### Work item:
In the material below, find every line containing "while" and copy that line.

------ Data excerpts ------

//! pipeline — three sequential passes over a replayable frame source
//!
//! Pass 0 averages the background, pass 1 measures one ellipse per frame, and
//! the reconstruction passes then repair the whole record sequence.  An
//! optional overlay pass replays the source once more to draw the result.

use std::fmt;
use std::time::{Duration, Instant};

use anyhow::{bail, Context, Result};

use crate::background::{Background, BackgroundAccumulator};
use crate::config::AnalysisConfig;
use crate::detection::BlobLocator;
use crate::frame::Frame;
use crate::record::EllipseRecord;
use crate::rendering::OverlayRenderer;
use crate::report::ReportHeader;
use crate::tracking::{Reconstructor, Trajectory};

/// Frames between timing log lines.
const PROF_INTERVAL: u64 = 300;

// ── Frame supply ─────────────────────────────────────────────────────────────

/// A frame sequence that can be walked from the start any number of times,
/// producing the same frames in the same order each time.
pub trait FrameSource {
    fn replay(&mut self, visit: &mut dyn FnMut(u64, &Frame) -> Result<()>) -> Result<()>;

    /// Frame count if known up front (progress reporting only).
    fn len_hint(&self) -> Option<u64> {
        None
    }
}

/// Frames held in memory.
#[derive(Debug, Clone, Default)]
pub struct MemorySource {
    frames: Vec<Frame>,
}

impl MemorySource {
    pub fn new(frames: Vec<Frame>) -> Self {
        Self { frames }
    }

    pub fn frames(&self) -> &[Frame] {
        &self.frames
    }
}

impl FrameSource for MemorySource {
    fn replay(&mut self, visit: &mut dyn FnMut(u64, &Frame) -> Result<()>) -> Result<()> {
        for (index, frame) in self.frames.iter().enumerate() {
            visit(index as u64, frame)?;
        }
        Ok(())
    }

    fn len_hint(&self) -> Option<u64> {
        Some(self.frames.len() as u64)
    }
}

// ── Passes ───────────────────────────────────────────────────────────────────

#[derive(Debug, Clone, Copy, PartialEq, Eq)]
pub enum Stage {
    Background,
    Measure,
    Overlay,
}

impl fmt::Display for Stage {
    fn fmt(&self, f: &mut fmt::Formatter<'_>) -> fmt::Result {
        f.write_str(match self {
            Stage::Background => "background",
            Stage::Measure => "measure",
            Stage::Overlay => "overlay",
        })
    }
}

/// Everything a finished run produced.
#[derive(Debug, Clone)]
pub struct Analysis {
    pub background: Background,
    pub trajectory: Trajectory,
}

fn log_timings(stage: Stage, frames: u64, elapsed: Duration) {
    let per_frame = if frames > 0 {
        elapsed.as_secs_f64() * 1000.0 / frames as f64
    } else {
        0.0
    };
    tracing::info!(
        %stage,
        frames,
        ms_per_frame = format!("{per_frame:.2}"),
        "pipeline pass timings"
    );
}

pub struct Analyzer {
    config: AnalysisConfig,
}

impl Analyzer {
    pub fn new(config: AnalysisConfig) -> Result<Self> {
        config.validate().context("invalid analysis configuration")?;
        Ok(Self { config })
    }

    pub fn config(&self) -> &AnalysisConfig {
        &self.config
    }

    pub fn estimate_background(
        &self,
        source: &mut dyn FrameSource,
        progress: &mut dyn FnMut(Stage, u64),
    ) -> Result<Background> {
        tracing::info!(selector = %self.config.background, "estimating background");
        let start = Instant::now();
        let mut accumulator = BackgroundAccumulator::new(self.config.background);
        let mut frames = 0u64;

        source.replay(&mut |index, frame| {
            accumulator
                .ingest(index, frame)
                .with_context(|| format!("background accumulation failed at frame {index}"))?;
            frames += 1;
            progress(Stage::Background, frames);
            Ok(())
        })?;

        let background = accumulator.finalize()?;
        tracing::info!(records = background.records(), "background estimated");
        log_timings(Stage::Background, frames, start.elapsed());
        Ok(background)
    }

    /// One record per frame, in frame order.
    pub fn measure(
        &self,
        source: &mut dyn FrameSource,
        background: &Background,
        progress: &mut dyn FnMut(Stage, u64),
    ) -> Result<Vec<EllipseRecord>> {
        let shape = background.shape();
        self.config.crop.validate(shape.width, shape.height)?;

        let locator = BlobLocator::new(background, self.config.crop, self.config.threshold);
        let mut records = Vec::new();
        let mut prof_locate = Duration::ZERO;

        source.replay(&mut |index, frame| {
            let locate_start = Instant::now();
            let record = locator
                .locate(frame)
                .with_context(|| format!("blob location failed at frame {index}"))?;
            prof_locate += locate_start.elapsed();

            if !record.is_defined() {
                tracing::debug!(index, "no foreground pixel");
            }
            records.push(record);

            let frames = records.len() as u64;
            progress(Stage::Measure, frames);
            if frames % PROF_INTERVAL == 0 {
                log_timings(Stage::Measure, frames, prof_locate);
            }
            Ok(())
        })?;

        log_timings(Stage::Measure, records.len() as u64, prof_locate);
        Ok(records)
    }

    pub fn reconstruct(&self, records: Vec<EllipseRecord>) -> Result<Trajectory> {
        let start = Instant::now();
        let frames = records.len() as u64;
        let trajectory = Reconstructor::new(self.config.reconstruction())
            .run(records)
            .context("trajectory reconstruction failed")?;
        tracing::info!(
            frames,
            elapsed_ms = format!("{:.2}", start.elapsed().as_secs_f64() * 1000.0),
            "reconstruction timings"
        );
        Ok(trajectory)
    }

    pub fn run(&self, source: &mut dyn FrameSource) -> Result<Analysis> {
        self.run_with_progress(source, &mut |_, _| {})
    }

    pub fn run_with_progress(
        &self,
        source: &mut dyn FrameSource,
        progress: &mut dyn FnMut(Stage, u64),
    ) -> Result<Analysis> {
        let background = self.estimate_background(source, progress)?;
        let records = self.measure(source, &background, progress)?;
        let trajectory = self.reconstruct(records)?;
        Ok(Analysis {
            background,
            trajectory,
        })
    }

    /// Report header for a finished run; `command` is echoed on the first line.
    pub fn report_header(&self, analysis: &Analysis, command: Option<String>) -> ReportHeader {
        let shape = analysis.background.shape();
        ReportHeader {
            command,
            crop: self.config.crop,
            width: shape.width,
            height: shape.height,
            min_elongation: self.config.min_elongation,
            threshold: self.config.threshold,
        }
    }

    /// Replay `source` and hand every frame, overlay drawn, to `sink`.
    pub fn render_overlays(
        &self,
        source: &mut dyn FrameSource,
        analysis: &Analysis,
        progress: &mut dyn FnMut(Stage, u64),
        sink: &mut dyn FnMut(u64, &Frame) -> Result<()>,
    ) -> Result<()> {
        let renderer = OverlayRenderer::new(
            &analysis.background,
            self.config.crop,
            self.config.threshold,
            self.config.hilite,
        );
        let records = &analysis.trajectory.records;
        let start = Instant::now();
        let mut frames = 0u64;

        source.replay(&mut |index, frame| {
            let Some(record) = records.get(index as usize) else {
                bail!("frame {index} has no trajectory record ({} recorded)", records.len());
            };
            let mut canvas = frame.clone();
            renderer
                .render(&mut canvas, record)
                .with_context(|| format!("overlay failed at frame {index}"))?;
            sink(index, &canvas)?;
            frames += 1;
            progress(Stage::Overlay, frames);
            Ok(())
        })?;

        log_timings(Stage::Overlay, frames, start.elapsed());
        Ok(())
    }
}
// ── Pass B ───────────────────────────────────────────────────────────────────

/// Fill every undefined record's geometry.  Leading and trailing runs copy
/// the nearest defined record; interior holes get an interpolated position,
/// the default direction and both radii set to `median / 2`.
pub fn fill_positions(records: &mut [EllipseRecord], median: f64) -> Result<()> {
    let first = records
        .iter()
        .position(EllipseRecord::is_defined)
        .ok_or(TrackError::NoDefinedRecord)?;
    let last = records
        .iter()
        .rposition(EllipseRecord::is_defined)
        .ok_or(TrackError::NoDefinedRecord)?;

    let (head_fill, tail_fill) = (records[first], records[last]);
    for record in &mut records[..first] {
        record.copy_geometry(&head_fill);
    }
    for record in &mut records[last + 1..] {
        record.copy_geometry(&tail_fill);
    }

    let mut tail = first;
    for head in first + 1..=last {
        if !records[head].is_defined() {
            continue;
        }
        if head - tail > 1 {
            fill_position_gap(records, tail, head, median);
        }
        tail = head;
    }
    Ok(())
}

fn fill_position_gap(records: &mut [EllipseRecord], tail: usize, head: usize, median: f64) {
    let (from, to) = (records[tail].position, records[head].position);
    let distance = (head - tail) as f64;
    for idx in tail + 1..head {
        let a = (idx - tail) as f64 / distance;
        let hole = &mut records[idx];
        hole.position = to * a + from * (1.0 - a);
        hole.direction = default_direction();
        hole.major = median / 2.0;
        hole.minor = median / 2.0;
    }
}

// ── Pass C ───────────────────────────────────────────────────────────────────

/// Make each direction agree with its predecessor's, or with the displacement
/// since the last defined position when the predecessor has no direction.
pub fn align_locally(records: &mut [EllipseRecord]) {
    let Some(first) = records.first() else {
        return;
    };
    let mut last_position = first.position;

    for next in 1..records.len() {
        if !records[next].is_defined() {
            continue;
        }
        let prev = records[next - 1];
        let record = &mut records[next];
        let reference = if prev.is_defined() {
            prev.direction
        } else {
            record.position - last_position
        };
        if record.direction.dot(&reference) < 0.0 {
            record.flip();
        }
        last_position = record.position;
    }
}

// ── Pass D ───────────────────────────────────────────────────────────────────

pub fn estimate_velocities(records: &mut [EllipseRecord]) {
    let n = records.len();
    match n {
        0 => {}
        1 => records[0].velocity = Vec2::zeros(),
        _ => {
            records[0].velocity = records[1].position - records[0].position;
            for idx in 1..n - 1 {
                records[idx].velocity = (records[idx + 1].position - records[idx - 1].position) / 2.0;
            }
            records[n - 1].velocity = records[n - 1].position - records[n - 2].position;
        }
    }
}

// ── Pass E ───────────────────────────────────────────────────────────────────

/// Judge every maximal run of valid records as a unit: if its directions
/// oppose its velocities on aggregate, flip them all.  Returns the number of
/// runs flipped.
pub fn align_segments(records: &mut [EllipseRecord]) -> usize {
    let mut flipped = 0;
    let mut start = 0;
    while start < records.len() {
        if !records[start].valid {
            start += 1;
            continue;
        }
        let end = records[start..]
            .iter()
            .position(|r| !r.valid)
            .map_or(records.len(), |offset| start + offset);

        let score: f64 = records[start..end]
            .iter()
            .map(|r| r.velocity.dot(&r.direction))
            .sum();
        if score < 0.0 {
            records[start..end].iter_mut().for_each(EllipseRecord::flip);
            flipped += 1;
        }
        start = end;
    }
    flipped
}

// ── Pass F ───────────────────────────────────────────────────────────────────

/// Give invalid records a direction and size taken from the surrounding valid
/// ones.  Leading and trailing runs copy their single valid neighbour.
pub fn fill_orientations(records: &mut [EllipseRecord]) -> Result<()> {
    let first = records
        .iter()
        .position(|r| r.valid)
        .ok_or(TrackError::NoValidRecord)?;
    let last = records
        .iter()
        .rposition(|r| r.valid)
        .ok_or(TrackError::NoValidRecord)?;

    let (head_fill, tail_fill) = (records[first], records[last]);
    for record in &mut records[..first] {
        copy_orientation(record, &head_fill);
    }
    for record in &mut records[last + 1..] {
        copy_orientation(record, &tail_fill);
    }

    let mut tail = first;
    for head in first + 1..=last {
        if !records[head].valid {
            continue;
        }
        if head - tail > 1 {
            fill_orientation_gap(records, tail, head);
        }
        tail = head;
    }
    Ok(())
}

fn copy_orientation(record: &mut EllipseRecord, from: &EllipseRecord) {
    record.direction = from.direction;
    record.major = from.major;
    record.minor = from.minor;
}

fn fill_orientation_gap(records: &mut [EllipseRecord], tail: usize, head: usize) {
    let (from, to) = (records[tail], records[head]);
    let distance = (head - tail) as f64;
    for idx in tail + 1..head {
        let a = (idx - tail) as f64 / distance;
        let b = 1.0 - a;
        let hole = &mut records[idx];
        let direction = to.direction * a + from.direction * b;
        hole.direction = if direction == Vec2::zeros() {
            default_direction()
        } else {
            direction / direction.norm()
        };
        hole.major = to.major * a + from.major * b;
        hole.minor = to.minor * a + from.minor * b;
    }
}

// ── Reconstructor ────────────────────────────────────────────────────────────

/// Repaired trajectory, one record per frame in frame order.
#[derive(Debug, Clone)]
pub struct Trajectory {
    pub records: Vec<EllipseRecord>,
    /// Median body length measured in pass A.
    pub median_length: f64,
}

impl Trajectory {
    pub fn len(&self) -> usize {
        self.records.len()
    }

    pub fn is_empty(&self) -> bool {
        self.records.is_empty()
    }

    pub fn valid_count(&self) -> usize {
        self.records.iter().filter(|r| r.valid).count()
    }
}

pub struct Reconstructor {
    params: ReconstructionParams,
}
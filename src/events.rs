//! The events-provider seam.
//!
//! An [`Events`] provider is the scheduler's only window onto the outside
//! world. Each domain owns one provider instance, created once from the
//! factory given to [`Config::events`](crate::Config::events). The executor
//! calls [`Events::select`] at every reschedule point with the domain's
//! pending suspension ids; the provider answers with [`Resume`] records for
//! the suspensions it wants released. Other domains wake a blocked provider
//! through its [`InterruptHook`].
//!
//! The default provider, [`ParkEvents`], releases nothing and simply parks
//! the thread until interrupted. It is what makes `run` usable with no
//! system integration at all.

use crate::types::{DomainId, SyscallUid};
use core::fmt;
use parking_lot::{Condvar, Mutex};
use std::sync::Arc;

/// A released-suspension record produced by a provider inside `select`.
///
/// Pairs the suspension to release with a pre-function that runs on the
/// owning domain before the suspended task is re-enqueued. A panic in the
/// pre-function discontinues the suspension: the owning task observes the
/// payload as its own unwind when it resumes.
pub struct Resume {
    uid: SyscallUid,
    pre: Box<dyn FnOnce() + Send>,
}

impl Resume {
    /// Builds a resume record for the given suspension id.
    #[must_use]
    pub fn new(uid: SyscallUid, pre: impl FnOnce() + Send + 'static) -> Self {
        Self {
            uid,
            pre: Box::new(pre),
        }
    }

    /// The suspension this record releases.
    #[must_use]
    pub const fn uid(&self) -> SyscallUid {
        self.uid
    }

    pub(crate) fn into_parts(self) -> (SyscallUid, Box<dyn FnOnce() + Send>) {
        (self.uid, self.pre)
    }
}

impl fmt::Debug for Resume {
    fn fmt(&self, f: &mut fmt::Formatter<'_>) -> fmt::Result {
        f.debug_struct("Resume").field("uid", &self.uid).finish_non_exhaustive()
    }
}

/// A cloneable handle that wakes a domain out of a blocking `select`.
///
/// Safe to fire from any thread, concurrently with the owning domain's
/// `select`. Firing when the domain is not blocked must be harmless.
#[derive(Clone)]
pub struct InterruptHook(Arc<dyn Fn() + Send + Sync>);

impl InterruptHook {
    /// Wraps an interrupt closure.
    #[must_use]
    pub fn new(hook: impl Fn() + Send + Sync + 'static) -> Self {
        Self(Arc::new(hook))
    }

    /// Wakes the owning domain.
    pub fn fire(&self) {
        (self.0)();
    }
}

impl fmt::Debug for InterruptHook {
    fn fmt(&self, f: &mut fmt::Formatter<'_>) -> fmt::Result {
        f.debug_struct("InterruptHook").finish_non_exhaustive()
    }
}

/// Per-domain events provider.
pub trait Events {
    /// Polls for released suspensions.
    ///
    /// `pending` holds every suspension id currently parked on this domain.
    /// With `block = false` the call must return promptly. With
    /// `block = true` the provider may block indefinitely; it must return
    /// promptly once its interrupt hook fires. Returning an empty list from
    /// a blocking call is allowed; the executor simply calls again.
    ///
    /// [`is_pending`](crate::is_pending) may be called from inside this
    /// method (and only from inside it) to probe a specific id.
    fn select(&mut self, block: bool, pending: &[SyscallUid]) -> Vec<Resume>;

    /// Returns the hook other domains use to wake this provider.
    ///
    /// Called once, before the first `select`.
    fn interrupt_hook(&self) -> InterruptHook;
}

/// Factory invoked once per domain, with that domain's id, to build its
/// events provider.
pub type EventsFactory = Arc<dyn Fn(DomainId) -> Box<dyn Events> + Send + Sync>;

#[derive(Default)]
struct ParkCell {
    permit: Mutex<bool>,
    cond: Condvar,
}

impl ParkCell {
    fn wake(&self) {
        let mut permit = self.permit.lock();
        *permit = true;
        self.cond.notify_one();
    }

    fn park(&self) {
        let mut permit = self.permit.lock();
        while !*permit {
            self.cond.wait(&mut permit);
        }
        *permit = false;
    }
}

/// The default provider: no suspensions of its own, parks until interrupted.
#[derive(Default)]
pub struct ParkEvents {
    cell: Arc<ParkCell>,
}

impl ParkEvents {
    /// Creates a parker provider.
    #[must_use]
    pub fn new() -> Self {
        Self::default()
    }
}

impl Events for ParkEvents {
    fn select(&mut self, block: bool, _pending: &[SyscallUid]) -> Vec<Resume> {
        if block {
            self.cell.park();
        }
        Vec::new()
    }

    fn interrupt_hook(&self) -> InterruptHook {
        let cell = Arc::clone(&self.cell);
        InterruptHook::new(move || cell.wake())
    }
}

impl fmt::Debug for ParkEvents {
    fn fmt(&self, f: &mut fmt::Formatter<'_>) -> fmt::Result {
        f.debug_struct("ParkEvents").finish_non_exhaustive()
    }
}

------

### Finished task:
    while start < records.len() {
        while !*permit {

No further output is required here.